Martin Tilley, director of technical services at Dentons Pensions, said the definition of Sipps has always been too broad.

He said the problem is there are simple platform Sipps, which are just multi-fund personal pensions, alongside full Sipps, that allow property and other non-standard assets.

“There are also some vehicles that blur the lines in between and/or do both so no satisfactory definition has ever been offered,” commented Mr Tilley. “This can cause confusion with the less informed when trying to compare products in the marketplace.”

Mr Smith said his firm has long been calling for better definition around what a Sipp really is.

“The bottom line is that the phrase Sipp has been used to sell an array of pension products, simply on the basis that the concept of a Sipp was the ‘flavour of the month’.

“For example, a personal pension that has links to discretionary fund management is not, in my view, a Sipp, nor is a personal pension that offers links to other external funds on an advisory basis.

“These are simply personal pensions that carry an element of investment sophistication.”
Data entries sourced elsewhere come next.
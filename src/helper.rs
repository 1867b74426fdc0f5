use log::debug;

use crate::{Coordinate, PinError, Result};

/// Parses a coordinate argument of the form "lat,lng".
pub fn parse_coordinate(input: &str) -> Result<Coordinate> {
    let mut parts = input.splitn(2, ',');
    let latitude = parts.next().unwrap_or("").trim();
    let longitude = parts.next().unwrap_or("").trim();

    if latitude.is_empty() || longitude.is_empty() {
        return Err(PinError::InvalidCoordinate {
            message: format!("expected \"lat,lng\", got \"{}\"", input),
        });
    }

    let latitude: f64 = latitude.parse().map_err(|_| PinError::InvalidCoordinate {
        message: format!("latitude \"{}\" is not a number", latitude),
    })?;
    let longitude: f64 = longitude.parse().map_err(|_| PinError::InvalidCoordinate {
        message: format!("longitude \"{}\" is not a number", longitude),
    })?;

    if !(-90.0..=90.0).contains(&latitude) {
        return Err(PinError::InvalidCoordinate {
            message: format!("latitude {} is out of range", latitude),
        });
    }
    if !(-180.0..=180.0).contains(&longitude) {
        return Err(PinError::InvalidCoordinate {
            message: format!("longitude {} is out of range", longitude),
        });
    }

    debug!("Parsed coordinate ({}, {})", latitude, longitude);
    Ok(Coordinate::new(latitude, longitude))
}

/// Normalizes a color argument to uppercase "#RRGGBB" form.
pub fn normalize_hex_color(value: &str) -> Result<String> {
    let trimmed = value.trim();
    let digits = trimmed.strip_prefix('#').unwrap_or(trimmed);

    if digits.len() != 6 || !digits.chars().all(|c| c.is_ascii_hexdigit()) {
        return Err(PinError::InvalidColor {
            value: value.to_string(),
        });
    }

    Ok(format!("#{}", digits.to_ascii_uppercase()))
}

#[cfg(test)]
mod tests {
    use super::*;

    #[test]
    fn parses_plain_and_spaced_coordinates() {
        let coord = parse_coordinate("37.5665,126.9780").unwrap();
        assert_eq!(coord.latitude, 37.5665);
        assert_eq!(coord.longitude, 126.978);

        let coord = parse_coordinate(" -33.86 , 151.21 ").unwrap();
        assert_eq!(coord.latitude, -33.86);
        assert_eq!(coord.longitude, 151.21);
    }

    #[test]
    fn rejects_malformed_coordinates() {
        assert!(parse_coordinate("37.5").is_err());
        assert!(parse_coordinate("north,south").is_err());
        assert!(parse_coordinate("").is_err());
        assert!(parse_coordinate("91.0,0.0").is_err());
        assert!(parse_coordinate("0.0,181.0").is_err());
    }

    #[test]
    fn normalizes_hex_colors() {
        assert_eq!(normalize_hex_color("#ff0000").unwrap(), "#FF0000");
        assert_eq!(normalize_hex_color("00ff00").unwrap(), "#00FF00");
        assert_eq!(normalize_hex_color(" #ABCDEF ").unwrap(), "#ABCDEF");
    }

    #[test]
    fn rejects_invalid_colors() {
        assert!(normalize_hex_color("#fff").is_err());
        assert!(normalize_hex_color("#GGGGGG").is_err());
        assert!(normalize_hex_color("red").is_err());
    }
}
Mr Smith added in the case of Mattioli Woods, the business has created a personal pension that offers links to discretionary fund management, but not called a Sipp, on the basis that it is far removed from the original intention behind Sipps.

“Accordingly, having greater definition around what a Sipp is would certainly aid advisers and clients to make more informed and better decisions based on like-for-like comparisons.”

“The Sipp market is in real disarray and facing a dramatic period of change with the onslaught of new capital adequacy requirements,” said Mr Smith. “Therefore, more detailed questioning around Sipp providers’ financial strengths, strategic outlook and plans, as well as their history is critical.”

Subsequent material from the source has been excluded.